* **THE PROBLEM**
For each line of the material, write out an exact copy.
▬▬▬▬▬▬▬▬▬▬
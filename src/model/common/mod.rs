//! Types shared between the database and API representations.

pub mod election;
pub mod voter;
use rocket::http::Status;
use thiserror::Error;

use crate::model::{common::election::ElectionId, mongodb::Id};

use super::store::StoreError;

/// Why a voter could not be shown a ballot, or could not submit one.
#[derive(Debug, Error)]
pub enum VotingError {
    #[error("voter {0} not found")]
    VoterNotFound(Id),
    #[error("election {0} not found")]
    ElectionNotFound(ElectionId),
    #[error("voter is not assigned to an election")]
    NotAssigned,
    #[error("voter has already voted")]
    AlreadyVoted,
    #[error("election {0} is not accepting ballots")]
    ElectionNotActive(ElectionId),
    #[error("invalid selection: {0}")]
    InvalidSelection(String),
    #[error("transient store failure: {0}")]
    TransientStoreFailure(String),
    #[error("store failure: {0}")]
    Store(String),
}

impl VotingError {
    /// Stable, machine-readable name of this rejection.
    pub fn kind(&self) -> &'static str {
        match self {
            Self::VoterNotFound(_) => "voter_not_found",
            Self::ElectionNotFound(_) => "election_not_found",
            Self::NotAssigned => "not_assigned",
            Self::AlreadyVoted => "already_voted",
            Self::ElectionNotActive(_) => "election_not_active",
            Self::InvalidSelection(_) => "invalid_selection",
            Self::TransientStoreFailure(_) => "transient_store_failure",
            Self::Store(_) => "internal",
        }
    }

    pub fn status(&self) -> Status {
        match self {
            Self::VoterNotFound(_) | Self::ElectionNotFound(_) => Status::NotFound,
            Self::NotAssigned | Self::ElectionNotActive(_) => Status::Forbidden,
            Self::AlreadyVoted => Status::Conflict,
            Self::InvalidSelection(_) => Status::UnprocessableEntity,
            Self::TransientStoreFailure(_) => Status::ServiceUnavailable,
            Self::Store(_) => Status::InternalServerError,
        }
    }

    /// Nothing was committed, and running the whole submission again may succeed.
    pub fn is_retryable(&self) -> bool {
        matches!(self, Self::TransientStoreFailure(_))
    }

    /// A message that is safe to show to the voter. Store failures are
    /// reported generically; their detail only goes to the log.
    pub fn public_message(&self) -> String {
        match self {
            Self::TransientStoreFailure(_) | Self::Store(_) => {
                "Your ballot could not be recorded. Nothing was counted; please try again."
                    .to_string()
            }
            Self::AlreadyVoted => "You have already voted.".to_string(),
            Self::NotAssigned => "You are not registered for any election.".to_string(),
            other => {
                let mut message = other.to_string();
                if let Some(first) = message.get_mut(0..1) {
                    first.make_ascii_uppercase();
                }
                message
            }
        }
    }
}

impl From<StoreError> for VotingError {
    fn from(err: StoreError) -> Self {
        match err {
            StoreError::Transient(msg) => Self::TransientStoreFailure(msg),
            // Another submission already recorded this voter's votes.
            StoreError::DuplicateVote => Self::AlreadyVoted,
            StoreError::Fatal(msg) => Self::Store(msg),
        }
    }
}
▬▬▬▬▬▬▬▬▬▬
* **ANSWER SECTION**
filename src/model/common/mod.rs
//! Types shared between the database and API representations.

pub mod election;
pub mod voter;
use rocket::http::Status;
use thiserror::Error;

use crate::model::{common::election::ElectionId, mongodb::Id};

use super::store::StoreError;

/// Why a voter could not be shown a ballot, or could not submit one.
#[derive(Debug, Error)]
pub enum VotingError {
    #[error("voter {0} not found")]
    VoterNotFound(Id),
    #[error("election {0} not found")]
    ElectionNotFound(ElectionId),
    #[error("voter is not assigned to an election")]
    NotAssigned,
    #[error("voter has already voted")]
    AlreadyVoted,
    #[error("election {0} is not accepting ballots")]
    ElectionNotActive(ElectionId),
    #[error("invalid selection: {0}")]
    InvalidSelection(String),
    #[error("transient store failure: {0}")]
    TransientStoreFailure(String),
    #[error("store failure: {0}")]
    Store(String),
}

impl VotingError {
    /// Stable, machine-readable name of this rejection.
    pub fn kind(&self) -> &'static str {
        match self {
            Self::VoterNotFound(_) => "voter_not_found",
            Self::ElectionNotFound(_) => "election_not_found",
            Self::NotAssigned => "not_assigned",
            Self::AlreadyVoted => "already_voted",
            Self::ElectionNotActive(_) => "election_not_active",
            Self::InvalidSelection(_) => "invalid_selection",
            Self::TransientStoreFailure(_) => "transient_store_failure",
            Self::Store(_) => "internal",
        }
    }

    pub fn status(&self) -> Status {
        match self {
            Self::VoterNotFound(_) | Self::ElectionNotFound(_) => Status::NotFound,
            Self::NotAssigned | Self::ElectionNotActive(_) => Status::Forbidden,
            Self::AlreadyVoted => Status::Conflict,
            Self::InvalidSelection(_) => Status::UnprocessableEntity,
            Self::TransientStoreFailure(_) => Status::ServiceUnavailable,
            Self::Store(_) => Status::InternalServerError,
        }
    }

    /// Nothing was committed, and running the whole submission again may succeed.
    pub fn is_retryable(&self) -> bool {
        matches!(self, Self::TransientStoreFailure(_))
    }

    /// A message that is safe to show to the voter. Store failures are
    /// reported generically; their detail only goes to the log.
    pub fn public_message(&self) -> String {
        match self {
            Self::TransientStoreFailure(_) | Self::Store(_) => {
                "Your ballot could not be recorded. Nothing was counted; please try again."
                    .to_string()
            }
            Self::AlreadyVoted => "You have already voted.".to_string(),
            Self::NotAssigned => "You are not registered for any election.".to_string(),
            other => {
                let mut message = other.to_string();
                if let Some(first) = message.get_mut(0..1) {
                    first.make_ascii_uppercase();
                }
                message
            }
        }
    }
}

impl From<StoreError> for VotingError {
    fn from(err: StoreError) -> Self {
        match err {
            StoreError::Transient(msg) => Self::TransientStoreFailure(msg),
            // Another submission already recorded this voter's votes.
            StoreError::DuplicateVote => Self::AlreadyVoted,
            StoreError::Fatal(msg) => Self::Store(msg),
        }
    }
}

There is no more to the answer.